• WHAT IS REQUIRED: The required output is the lines below from the line containing "Optional settings are" to the line containing "pub struct BookConfig", inclusive, retyped exactly. No other lines belong in it.

• DATA FOR PROCESSING:
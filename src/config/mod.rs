//! Configuration management.
//!
//! Optional settings are read from `~/.config/laterpress/config.toml` (or the
//! path given with `--config`). A missing file means defaults; missing fields
//! fall back to their defaults as well. Command-line flags win over the file.

pub mod run;

pub use run::RunConfig;

use std::fs;
use std::path::{Path, PathBuf};

use serde::Deserialize;

use crate::sanitizer::SanitizerConfig;

pub const DEFAULT_MAX_ITEMS: usize = 10;
pub const DEFAULT_WORKERS: usize = 4;
pub const DEFAULT_TIMEOUT_SECS: u64 = 30;
pub const DEFAULT_DEADLINE_SECS: u64 = 120;
pub const DEFAULT_USER_AGENT: &str = "Mozilla/5.0 (Macintosh; Intel Mac OS X 10_15_7) AppleWebKit/537.36 \
     (KHTML, like Gecko) Chrome/120.0.0.0 Safari/537.36";

/// Main configuration struct.
#[derive(Debug, Clone, Default, Deserialize)]
#[serde(default)]
pub struct Config {
    pub fetch: FetchConfig,
    pub sanitizer: SanitizerConfig,
    pub book: BookConfig,
}

/// HTTP and scheduling settings.
#[derive(Debug, Clone, Deserialize)]
#[serde(default)]
pub struct FetchConfig {
    pub max_items: usize,
    pub workers: usize,
    pub timeout_secs: u64,
    pub deadline_secs: u64,
    pub user_agent: String,
}

impl Default for FetchConfig {
    fn default() -> Self {
        Self {
            max_items: DEFAULT_MAX_ITEMS,
            workers: DEFAULT_WORKERS,
            timeout_secs: DEFAULT_TIMEOUT_SECS,
            deadline_secs: DEFAULT_DEADLINE_SECS,
            user_agent: DEFAULT_USER_AGENT.to_string(),
        }
    }
}

/// Book metadata defaults.
#[derive(Debug, Clone, Deserialize)]
#[serde(default)]
pub struct BookConfig {
    pub language: String,
    /// Title override; the dated default is used when unset.
    pub title: Option<String>,
}

impl Default for BookConfig {
    fn default() -> Self {
        Self {
            language: "en".to_string(),
            title: None,
        }
    }
}

impl Config {
    /// Load from `path`, or from the default location when `path` is `None`.
    ///
    /// An explicit path must exist. The default path, and the config
    /// directory itself, are optional.
    pub fn load(path: Option<&Path>) -> Result<Self, ConfigError> {
        match path {
            Some(path) => Self::load_from(path),
            None => {
                let Ok(default_path) = Self::default_config_path() else {
                    return Ok(Self::default());
                };
                if default_path.exists() {
                    Self::load_from(&default_path)
                } else {
                    Ok(Self::default())
                }
            }
        }
    }

    fn load_from(path: &Path) -> Result<Self, ConfigError> {
        let content = fs::read_to_string(path).map_err(|e| ConfigError::Io {
            path: path.to_path_buf(),
            source: e,
        })?;

        toml::from_str(&content).map_err(|e| ConfigError::Parse {
            path: path.to_path_buf(),
            source: e,
        })
    }

    /// Get the default config file path: `~/.config/laterpress/config.toml`
    pub fn default_config_path() -> Result<PathBuf, ConfigError> {
        let config_dir = dirs::config_dir().ok_or(ConfigError::NoConfigDir)?;
        Ok(config_dir.join("laterpress").join("config.toml"))
    }
}

/// Configuration errors.
#[derive(Debug, thiserror::Error)]
pub enum ConfigError {
    #[error("Could not determine config directory")]
    NoConfigDir,

    #[error("Failed to read config file at {path}: {source}")]
    Io {
        path: PathBuf,
        source: std::io::Error,
    },

    #[error("Failed to parse config file at {path}: {source}")]
    Parse {
        path: PathBuf,
        source: toml::de::Error,
    },
}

• TASK RESPONSE:
//! Optional settings are read from `~/.config/laterpress/config.toml` (or the
//! path given with `--config`). A missing file means defaults; missing fields
//! fall back to their defaults as well. Command-line flags win over the file.

pub mod run;

pub use run::RunConfig;

use std::fs;
use std::path::{Path, PathBuf};

use serde::Deserialize;

use crate::sanitizer::SanitizerConfig;

pub const DEFAULT_MAX_ITEMS: usize = 10;
pub const DEFAULT_WORKERS: usize = 4;
pub const DEFAULT_TIMEOUT_SECS: u64 = 30;
pub const DEFAULT_DEADLINE_SECS: u64 = 120;
pub const DEFAULT_USER_AGENT: &str = "Mozilla/5.0 (Macintosh; Intel Mac OS X 10_15_7) AppleWebKit/537.36 \
     (KHTML, like Gecko) Chrome/120.0.0.0 Safari/537.36";

/// Main configuration struct.
#[derive(Debug, Clone, Default, Deserialize)]
#[serde(default)]
pub struct Config {
    pub fetch: FetchConfig,
    pub sanitizer: SanitizerConfig,
    pub book: BookConfig,
}

/// HTTP and scheduling settings.
#[derive(Debug, Clone, Deserialize)]
#[serde(default)]
pub struct FetchConfig {
    pub max_items: usize,
    pub workers: usize,
    pub timeout_secs: u64,
    pub deadline_secs: u64,
    pub user_agent: String,
}

impl Default for FetchConfig {
    fn default() -> Self {
        Self {
            max_items: DEFAULT_MAX_ITEMS,
            workers: DEFAULT_WORKERS,
            timeout_secs: DEFAULT_TIMEOUT_SECS,
            deadline_secs: DEFAULT_DEADLINE_SECS,
            user_agent: DEFAULT_USER_AGENT.to_string(),
        }
    }
}

/// Book metadata defaults.
#[derive(Debug, Clone, Deserialize)]
#[serde(default)]
pub struct BookConfig {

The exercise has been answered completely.